■ **ASSIGNMENT**: Records follow. Select each line holding "loading".
________________
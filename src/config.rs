//! Harness configuration parsing, validation, and credential loading.

use std::collections::BTreeMap;
use std::env;
use std::fs;
use std::path::{Path, PathBuf};

use serde::Deserialize;
use tracing::warn;

use crate::{HarnessError, Result};

/// Environment variable carrying the API-key credential kind.
pub const API_KEY_VAR: &str = "ANTHROPIC_API_KEY";

/// Environment variable carrying the OAuth-token credential kind.
pub const OAUTH_TOKEN_VAR: &str = "CLAUDE_CODE_OAUTH_TOKEN";

/// Container runtime settings for workload invocations.
#[derive(Debug, Clone, Deserialize, PartialEq, Eq)]
#[serde(rename_all = "snake_case")]
pub struct ContainerConfig {
    /// Container runtime binary (`podman` on the rootless hosts this
    /// harness targets; `docker` works where its CLI is compatible).
    #[serde(default = "default_runtime")]
    pub runtime: String,
    /// Agent image to invoke.
    #[serde(default = "default_image")]
    pub image: String,
    /// Prefix for per-group container names.
    #[serde(default = "default_name_prefix")]
    pub name_prefix: String,
    /// Memory limit passed to the runtime (`--memory`).
    #[serde(default = "default_memory")]
    pub memory: String,
    /// CPU limit passed to the runtime (`--cpus`).
    #[serde(default = "default_cpus")]
    pub cpus: String,
    /// Extra arguments appended verbatim before the image name.
    #[serde(default)]
    pub extra_args: Vec<String>,
}

fn default_runtime() -> String {
    "podman".into()
}

fn default_image() -> String {
    "nanoclaw-agent:latest".into()
}

fn default_name_prefix() -> String {
    "nanoclaw".into()
}

fn default_memory() -> String {
    "2g".into()
}

fn default_cpus() -> String {
    "2".into()
}

impl Default for ContainerConfig {
    fn default() -> Self {
        Self {
            runtime: default_runtime(),
            image: default_image(),
            name_prefix: default_name_prefix(),
            memory: default_memory(),
            cpus: default_cpus(),
            extra_args: Vec::new(),
        }
    }
}

impl ContainerConfig {
    /// Deterministic container name for a group folder.
    ///
    /// One invocation per group folder runs at a time; a collision on this
    /// name means a previous invocation was not cleaned up and is reported
    /// as [`HarnessError::NameConflict`] rather than being papered over.
    #[must_use]
    pub fn invocation_name(&self, group_folder: &str) -> String {
        format!("{}-{group_folder}", self.name_prefix)
    }
}

/// Configurable timeout values for one container invocation.
#[derive(Debug, Clone, Deserialize, PartialEq, Eq)]
#[serde(rename_all = "snake_case")]
pub struct TimeoutConfig {
    /// Wall-clock deadline for a single invocation (seconds).
    #[serde(default = "default_invoke_seconds")]
    pub invoke_seconds: u64,
    /// Grace period handed to the runtime's `stop` verb (seconds).
    #[serde(default = "default_stop_grace_seconds")]
    pub stop_grace_seconds: u64,
    /// Delay between the end sentinel appearing and the `_close` marker
    /// being written, so trailing workload writes can land (milliseconds).
    #[serde(default = "default_settle_delay_ms")]
    pub settle_delay_ms: u64,
    /// Interval at which the close-signal watcher scans captured stdout
    /// (milliseconds).
    #[serde(default = "default_poll_interval_ms")]
    pub poll_interval_ms: u64,
}

fn default_invoke_seconds() -> u64 {
    120
}

fn default_stop_grace_seconds() -> u64 {
    5
}

fn default_settle_delay_ms() -> u64 {
    2000
}

fn default_poll_interval_ms() -> u64 {
    200
}

impl Default for TimeoutConfig {
    fn default() -> Self {
        Self {
            invoke_seconds: default_invoke_seconds(),
            stop_grace_seconds: default_stop_grace_seconds(),
            settle_delay_ms: default_settle_delay_ms(),
            poll_interval_ms: default_poll_interval_ms(),
        }
    }
}

/// Agent identity settings passed through on the wire.
#[derive(Debug, Clone, Deserialize, PartialEq, Eq)]
#[serde(rename_all = "snake_case")]
pub struct AgentConfig {
    /// Assistant display name sent as `assistantName`.
    #[serde(default = "default_assistant_name")]
    pub assistant_name: String,
    /// Routing identifier sent as `chatJid`; derived from the group folder
    /// when unset.
    #[serde(default)]
    pub chat_jid: Option<String>,
    /// Model identifier exported to the container environment when set.
    #[serde(default)]
    pub model: Option<String>,
}

fn default_assistant_name() -> String {
    "Andy".into()
}

impl Default for AgentConfig {
    fn default() -> Self {
        Self {
            assistant_name: default_assistant_name(),
            chat_jid: None,
            model: None,
        }
    }
}

/// Global configuration parsed from `harness.toml`.
///
/// Every field has a default so the harness runs without a config file;
/// CLI flags override individual fields after parsing.
#[derive(Debug, Clone, Deserialize, PartialEq, Eq)]
#[serde(rename_all = "snake_case")]
pub struct HarnessConfig {
    /// Base directory of the cloned nanoclaw checkout. Group workspaces
    /// and IPC trees live underneath it.
    #[serde(default = "default_project_dir")]
    pub project_dir: PathBuf,
    /// Harness state directory (session records). Defaults to
    /// `<project_dir>/.harness` when unset.
    #[serde(default)]
    pub state_dir: Option<PathBuf>,
    /// Container runtime settings.
    #[serde(default)]
    pub container: ContainerConfig,
    /// Per-invocation timeout settings.
    #[serde(default)]
    pub timeouts: TimeoutConfig,
    /// Agent identity settings.
    #[serde(default)]
    pub agent: AgentConfig,
    /// Credential map sent as `secrets` (populated at runtime from the
    /// environment, never from the TOML file).
    #[serde(skip)]
    pub secrets: BTreeMap<String, String>,
}

fn default_project_dir() -> PathBuf {
    PathBuf::from(".")
}

impl Default for HarnessConfig {
    fn default() -> Self {
        Self {
            project_dir: default_project_dir(),
            state_dir: None,
            container: ContainerConfig::default(),
            timeouts: TimeoutConfig::default(),
            agent: AgentConfig::default(),
            secrets: BTreeMap::new(),
        }
    }
}

impl HarnessConfig {
    /// Load and validate configuration from a TOML file path.
    ///
    /// # Errors
    ///
    /// Returns `HarnessError::Config` if the file cannot be read or
    /// contains invalid TOML, or if validation fails.
    pub fn load_from_path(path: impl AsRef<Path>) -> Result<Self> {
        let raw = fs::read_to_string(path)
            .map_err(|err| HarnessError::Config(format!("failed to read config: {err}")))?;
        Self::from_toml_str(&raw)
    }

    /// Parse configuration from a TOML string and normalize paths.
    ///
    /// # Errors
    ///
    /// Returns `HarnessError::Config` if parsing or validation fails.
    pub fn from_toml_str(raw: &str) -> Result<Self> {
        let mut config: Self = toml::from_str(raw)?;
        config.validate()?;
        Ok(config)
    }

    /// Load workload credentials from environment variables.
    ///
    /// Recognizes the API-key kind ([`API_KEY_VAR`]) and the OAuth-token
    /// kind ([`OAUTH_TOKEN_VAR`]). The interactive flow configures exactly
    /// one; when both are present the OAuth token wins and a warning is
    /// logged so neither is ever dropped silently. When neither is present
    /// the map stays empty and agent-level smoke checks are skipped.
    pub fn load_credentials(&mut self) {
        let api_key = env::var(API_KEY_VAR).ok().filter(|v| !v.is_empty());
        let oauth_token = env::var(OAUTH_TOKEN_VAR).ok().filter(|v| !v.is_empty());

        match (api_key, oauth_token) {
            (Some(_), Some(token)) => {
                warn!(
                    "both {API_KEY_VAR} and {OAUTH_TOKEN_VAR} are set; \
                     sending only {OAUTH_TOKEN_VAR}"
                );
                self.secrets.insert(OAUTH_TOKEN_VAR.to_owned(), token);
            }
            (Some(key), None) => {
                self.secrets.insert(API_KEY_VAR.to_owned(), key);
            }
            (None, Some(token)) => {
                self.secrets.insert(OAUTH_TOKEN_VAR.to_owned(), token);
            }
            (None, None) => {}
        }
    }

    /// Whether any recognized credential is configured.
    #[must_use]
    pub fn has_credentials(&self) -> bool {
        !self.secrets.is_empty()
    }

    /// Resolved harness state directory.
    #[must_use]
    pub fn state_dir(&self) -> PathBuf {
        self.state_dir
            .clone()
            .unwrap_or_else(|| self.project_dir.join(".harness"))
    }

    /// Directory holding persisted session records.
    #[must_use]
    pub fn sessions_dir(&self) -> PathBuf {
        self.state_dir().join("sessions")
    }

    /// Host-side workspace directory mounted for a group folder.
    #[must_use]
    pub fn group_workspace_dir(&self, group_folder: &str) -> PathBuf {
        self.project_dir.join("groups").join(group_folder)
    }

    /// Host-side shared IPC directory for a group folder.
    #[must_use]
    pub fn ipc_dir(&self, group_folder: &str) -> PathBuf {
        self.project_dir.join("data").join("ipc").join(group_folder)
    }

    /// Validate settings and canonicalize `project_dir`.
    ///
    /// Called automatically when loading from TOML; call again after
    /// applying CLI overrides.
    ///
    /// # Errors
    ///
    /// Returns `HarnessError::Config` naming the offending field.
    pub fn validate(&mut self) -> Result<()> {
        if self.container.runtime.trim().is_empty() {
            return Err(HarnessError::Config("container.runtime must not be empty".into()));
        }
        if self.container.image.trim().is_empty() {
            return Err(HarnessError::Config("container.image must not be empty".into()));
        }
        if self.timeouts.invoke_seconds == 0 {
            return Err(HarnessError::Config(
                "timeouts.invoke_seconds must be greater than zero".into(),
            ));
        }
        if self.timeouts.stop_grace_seconds == 0 {
            return Err(HarnessError::Config(
                "timeouts.stop_grace_seconds must be greater than zero".into(),
            ));
        }
        if self.timeouts.poll_interval_ms == 0 {
            return Err(HarnessError::Config(
                "timeouts.poll_interval_ms must be greater than zero".into(),
            ));
        }

        let canonical_project = self
            .project_dir
            .canonicalize()
            .map_err(|err| HarnessError::Config(format!("project_dir invalid: {err}")))?;
        self.project_dir = canonical_project;

        Ok(())
    }
}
________________
■ **RESULT OF THIS EXERCISE**:
//! Harness configuration parsing, validation, and credential loading.
    /// Called automatically when loading from TOML; call again after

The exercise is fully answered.